- _ACTION ITEM_
Look through the lines below; wherever the word "Result" appears, copy that line.

** Opening INPUT DATA block **

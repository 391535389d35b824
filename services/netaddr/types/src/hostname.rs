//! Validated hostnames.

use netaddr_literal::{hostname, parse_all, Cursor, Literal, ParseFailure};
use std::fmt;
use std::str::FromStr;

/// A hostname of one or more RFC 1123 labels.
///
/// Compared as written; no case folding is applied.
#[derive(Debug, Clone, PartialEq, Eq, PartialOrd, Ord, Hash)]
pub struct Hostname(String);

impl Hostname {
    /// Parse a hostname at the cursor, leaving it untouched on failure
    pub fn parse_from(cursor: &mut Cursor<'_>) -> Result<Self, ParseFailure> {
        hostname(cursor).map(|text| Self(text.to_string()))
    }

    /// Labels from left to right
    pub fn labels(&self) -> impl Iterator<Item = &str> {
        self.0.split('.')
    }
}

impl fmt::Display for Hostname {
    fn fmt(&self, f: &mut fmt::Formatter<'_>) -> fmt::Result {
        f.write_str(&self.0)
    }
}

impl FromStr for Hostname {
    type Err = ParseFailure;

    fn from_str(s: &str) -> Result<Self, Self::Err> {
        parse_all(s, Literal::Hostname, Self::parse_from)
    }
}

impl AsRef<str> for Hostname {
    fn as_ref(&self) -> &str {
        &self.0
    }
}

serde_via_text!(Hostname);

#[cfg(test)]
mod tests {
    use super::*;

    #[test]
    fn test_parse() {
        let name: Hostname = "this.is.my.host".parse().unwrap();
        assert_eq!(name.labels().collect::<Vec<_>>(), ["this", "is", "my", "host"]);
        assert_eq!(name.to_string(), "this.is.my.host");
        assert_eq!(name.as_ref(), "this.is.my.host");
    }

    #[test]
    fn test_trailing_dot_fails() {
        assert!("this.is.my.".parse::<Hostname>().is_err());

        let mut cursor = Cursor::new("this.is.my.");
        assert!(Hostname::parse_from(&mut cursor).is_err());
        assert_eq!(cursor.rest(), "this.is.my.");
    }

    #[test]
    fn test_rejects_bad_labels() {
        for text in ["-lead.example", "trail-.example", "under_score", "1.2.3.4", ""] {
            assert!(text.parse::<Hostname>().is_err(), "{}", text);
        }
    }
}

** Closing INPUT DATA block **
** Opening INPUT DATA block **

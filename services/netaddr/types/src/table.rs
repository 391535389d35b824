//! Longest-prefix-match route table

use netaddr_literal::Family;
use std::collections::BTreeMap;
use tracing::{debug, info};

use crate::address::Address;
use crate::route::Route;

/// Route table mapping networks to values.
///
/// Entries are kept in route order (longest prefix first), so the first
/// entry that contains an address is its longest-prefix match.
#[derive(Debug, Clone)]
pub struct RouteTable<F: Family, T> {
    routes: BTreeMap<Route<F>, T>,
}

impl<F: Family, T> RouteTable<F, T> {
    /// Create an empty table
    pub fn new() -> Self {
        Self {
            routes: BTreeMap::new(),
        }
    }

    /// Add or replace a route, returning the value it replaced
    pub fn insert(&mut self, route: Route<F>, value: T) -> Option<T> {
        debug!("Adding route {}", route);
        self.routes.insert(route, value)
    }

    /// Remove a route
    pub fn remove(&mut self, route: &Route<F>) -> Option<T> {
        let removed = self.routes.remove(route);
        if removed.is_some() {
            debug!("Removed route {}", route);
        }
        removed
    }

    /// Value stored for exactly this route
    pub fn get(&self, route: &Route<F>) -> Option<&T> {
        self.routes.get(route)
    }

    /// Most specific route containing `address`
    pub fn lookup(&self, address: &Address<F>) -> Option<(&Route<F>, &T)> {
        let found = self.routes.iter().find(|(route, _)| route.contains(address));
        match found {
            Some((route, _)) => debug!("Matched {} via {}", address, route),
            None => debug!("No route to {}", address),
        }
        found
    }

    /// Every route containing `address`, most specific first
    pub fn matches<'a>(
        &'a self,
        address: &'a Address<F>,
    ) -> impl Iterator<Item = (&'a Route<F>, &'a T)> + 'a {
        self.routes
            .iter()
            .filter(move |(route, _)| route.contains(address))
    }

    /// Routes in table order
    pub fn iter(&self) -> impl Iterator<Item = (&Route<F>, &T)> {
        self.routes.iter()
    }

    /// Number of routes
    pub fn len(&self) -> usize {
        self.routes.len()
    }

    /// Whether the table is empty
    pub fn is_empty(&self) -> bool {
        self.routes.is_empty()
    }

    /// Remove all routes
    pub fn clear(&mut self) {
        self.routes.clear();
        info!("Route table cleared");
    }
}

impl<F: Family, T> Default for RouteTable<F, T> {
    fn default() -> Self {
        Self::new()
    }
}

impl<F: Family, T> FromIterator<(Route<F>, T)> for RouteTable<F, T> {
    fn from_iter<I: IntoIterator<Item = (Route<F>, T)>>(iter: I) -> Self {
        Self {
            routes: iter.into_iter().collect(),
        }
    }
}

** Closing INPUT DATA block **

- _RESPONSE TO THE TASK_
    pub fn parse_from(cursor: &mut Cursor<'_>) -> Result<Self, ParseFailure> {
    fn fmt(&self, f: &mut fmt::Formatter<'_>) -> fmt::Result {
    fn from_str(s: &str) -> Result<Self, Self::Err> {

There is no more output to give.